Data provided
++++++
use anyhow::{Context, Result};
use log::warn;
use serde::{Deserialize, Serialize};
use std::{
    fs,
    path::PathBuf,
    sync::{RwLock, RwLockReadGuard, RwLockWriteGuard},
};

pub const API_URL_ENV: &str = "FOCUSBOARD_API_URL";
pub const DEBUG_ENV: &str = "FOCUSBOARD_DEBUG";

#[derive(Debug, Clone, Serialize, Deserialize, PartialEq, Eq)]
#[serde(default)]
pub struct TimerSettings {
    /// Sessions shorter than this are never persisted.
    pub min_session_secs: u64,
    pub tick_interval_ms: u64,
    pub snapshot_interval_secs: u64,
    pub default_countdown_secs: u64,
}

impl Default for TimerSettings {
    fn default() -> Self {
        Self {
            min_session_secs: 60,
            tick_interval_ms: 1000,
            snapshot_interval_secs: 5,
            default_countdown_secs: 25 * 60,
        }
    }
}

impl TimerSettings {
    /// Number of ticks between periodic snapshot writes while running.
    pub fn snapshot_every_ticks(&self) -> u32 {
        let tick_ms = self.tick_interval_ms.max(1);
        let every = (self.snapshot_interval_secs.saturating_mul(1000) / tick_ms).max(1);
        u32::try_from(every).unwrap_or(u32::MAX)
    }
}

#[derive(Debug, Clone, Serialize, Deserialize, PartialEq, Eq)]
#[serde(default)]
pub struct ApiSettings {
    pub base_url: String,
}

impl Default for ApiSettings {
    fn default() -> Self {
        Self {
            base_url: "https://app.fizzy.do".into(),
        }
    }
}

#[derive(Debug, Clone, Serialize, Deserialize, PartialEq, Eq, Default)]
#[serde(default)]
pub struct UserSettings {
    pub timer: TimerSettings,
    pub api: ApiSettings,
}

impl UserSettings {
    fn apply_env_overrides(&mut self) {
        if let Ok(url) = std::env::var(API_URL_ENV) {
            if !url.trim().is_empty() {
                self.api.base_url = url.trim().to_string();
            }
        }

        let debug_mode = std::env::var(DEBUG_ENV)
            .map(|value| value == "1" || value.eq_ignore_ascii_case("true"))
            .unwrap_or(false);
        if debug_mode {
            self.timer.snapshot_interval_secs = 0;
        }
    }
}

pub struct SettingsStore {
    path: PathBuf,
    data: RwLock<UserSettings>,
}

impl SettingsStore {
    pub fn new(path: PathBuf) -> Result<Self> {
        let mut data = if path.exists() {
            let contents = fs::read_to_string(&path)
                .with_context(|| format!("Failed to read settings from {}", path.display()))?;
            serde_json::from_str(&contents).unwrap_or_else(|err| {
                warn!("Ignoring malformed settings {}: {err}", path.display());
                UserSettings::default()
            })
        } else {
            UserSettings::default()
        };
        data.apply_env_overrides();

        Ok(Self {
            path,
            data: RwLock::new(data),
        })
    }

    pub fn timer(&self) -> TimerSettings {
        self.read().timer.clone()
    }

    pub fn api(&self) -> ApiSettings {
        self.read().api.clone()
    }

    pub fn update_timer(&self, settings: TimerSettings) -> Result<()> {
        let mut guard = self.write();
        guard.timer = settings;
        self.persist(&guard)
    }

    pub fn update_api(&self, settings: ApiSettings) -> Result<()> {
        let mut guard = self.write();
        guard.api = settings;
        self.persist(&guard)
    }

    fn read(&self) -> RwLockReadGuard<'_, UserSettings> {
        self.data.read().unwrap_or_else(|poisoned| poisoned.into_inner())
    }

    fn write(&self) -> RwLockWriteGuard<'_, UserSettings> {
        self.data.write().unwrap_or_else(|poisoned| poisoned.into_inner())
    }

    fn persist(&self, data: &UserSettings) -> Result<()> {
        let serialized = serde_json::to_string_pretty(data)?;
        fs::write(&self.path, serialized)
            .with_context(|| format!("Failed to write settings to {}", self.path.display()))
    }
}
++++++
Start to finish, transcribe the listing above exactly.

Expected answer
use anyhow::{Context, Result};
use log::warn;
use serde::{Deserialize, Serialize};
use std::{
    fs,
    path::PathBuf,
    sync::{RwLock, RwLockReadGuard, RwLockWriteGuard},
};

pub const API_URL_ENV: &str = "FOCUSBOARD_API_URL";
pub const DEBUG_ENV: &str = "FOCUSBOARD_DEBUG";

#[derive(Debug, Clone, Serialize, Deserialize, PartialEq, Eq)]
#[serde(default)]
pub struct TimerSettings {
    /// Sessions shorter than this are never persisted.
    pub min_session_secs: u64,
    pub tick_interval_ms: u64,
    pub snapshot_interval_secs: u64,
    pub default_countdown_secs: u64,
}

impl Default for TimerSettings {
    fn default() -> Self {
        Self {
            min_session_secs: 60,
            tick_interval_ms: 1000,
            snapshot_interval_secs: 5,
            default_countdown_secs: 25 * 60,
        }
    }
}

impl TimerSettings {
    /// Number of ticks between periodic snapshot writes while running.
    pub fn snapshot_every_ticks(&self) -> u32 {
        let tick_ms = self.tick_interval_ms.max(1);
        let every = (self.snapshot_interval_secs.saturating_mul(1000) / tick_ms).max(1);
        u32::try_from(every).unwrap_or(u32::MAX)
    }
}

#[derive(Debug, Clone, Serialize, Deserialize, PartialEq, Eq)]
#[serde(default)]
pub struct ApiSettings {
    pub base_url: String,
}

impl Default for ApiSettings {
    fn default() -> Self {
        Self {
            base_url: "https://app.fizzy.do".into(),
        }
    }
}

#[derive(Debug, Clone, Serialize, Deserialize, PartialEq, Eq, Default)]
#[serde(default)]
pub struct UserSettings {
    pub timer: TimerSettings,
    pub api: ApiSettings,
}

impl UserSettings {
    fn apply_env_overrides(&mut self) {
        if let Ok(url) = std::env::var(API_URL_ENV) {
            if !url.trim().is_empty() {
                self.api.base_url = url.trim().to_string();
            }
        }

        let debug_mode = std::env::var(DEBUG_ENV)
            .map(|value| value == "1" || value.eq_ignore_ascii_case("true"))
            .unwrap_or(false);
        if debug_mode {
            self.timer.snapshot_interval_secs = 0;
        }
    }
}

pub struct SettingsStore {
    path: PathBuf,
    data: RwLock<UserSettings>,
}

impl SettingsStore {
    pub fn new(path: PathBuf) -> Result<Self> {
        let mut data = if path.exists() {
            let contents = fs::read_to_string(&path)
                .with_context(|| format!("Failed to read settings from {}", path.display()))?;
            serde_json::from_str(&contents).unwrap_or_else(|err| {
                warn!("Ignoring malformed settings {}: {err}", path.display());
                UserSettings::default()
            })
        } else {
            UserSettings::default()
        };
        data.apply_env_overrides();

        Ok(Self {
            path,
            data: RwLock::new(data),
        })
    }

    pub fn timer(&self) -> TimerSettings {
        self.read().timer.clone()
    }

    pub fn api(&self) -> ApiSettings {
        self.read().api.clone()
    }

    pub fn update_timer(&self, settings: TimerSettings) -> Result<()> {
        let mut guard = self.write();
        guard.timer = settings;
        self.persist(&guard)
    }

    pub fn update_api(&self, settings: ApiSettings) -> Result<()> {
        let mut guard = self.write();
        guard.api = settings;
        self.persist(&guard)
    }

    fn read(&self) -> RwLockReadGuard<'_, UserSettings> {
        self.data.read().unwrap_or_else(|poisoned| poisoned.into_inner())
    }

    fn write(&self) -> RwLockWriteGuard<'_, UserSettings> {
        self.data.write().unwrap_or_else(|poisoned| poisoned.into_inner())
    }

    fn persist(&self, data: &UserSettings) -> Result<()> {
        let serialized = serde_json::to_string_pretty(data)?;
        fs::write(&self.path, serialized)
            .with_context(|| format!("Failed to write settings to {}", self.path.display()))
    }
}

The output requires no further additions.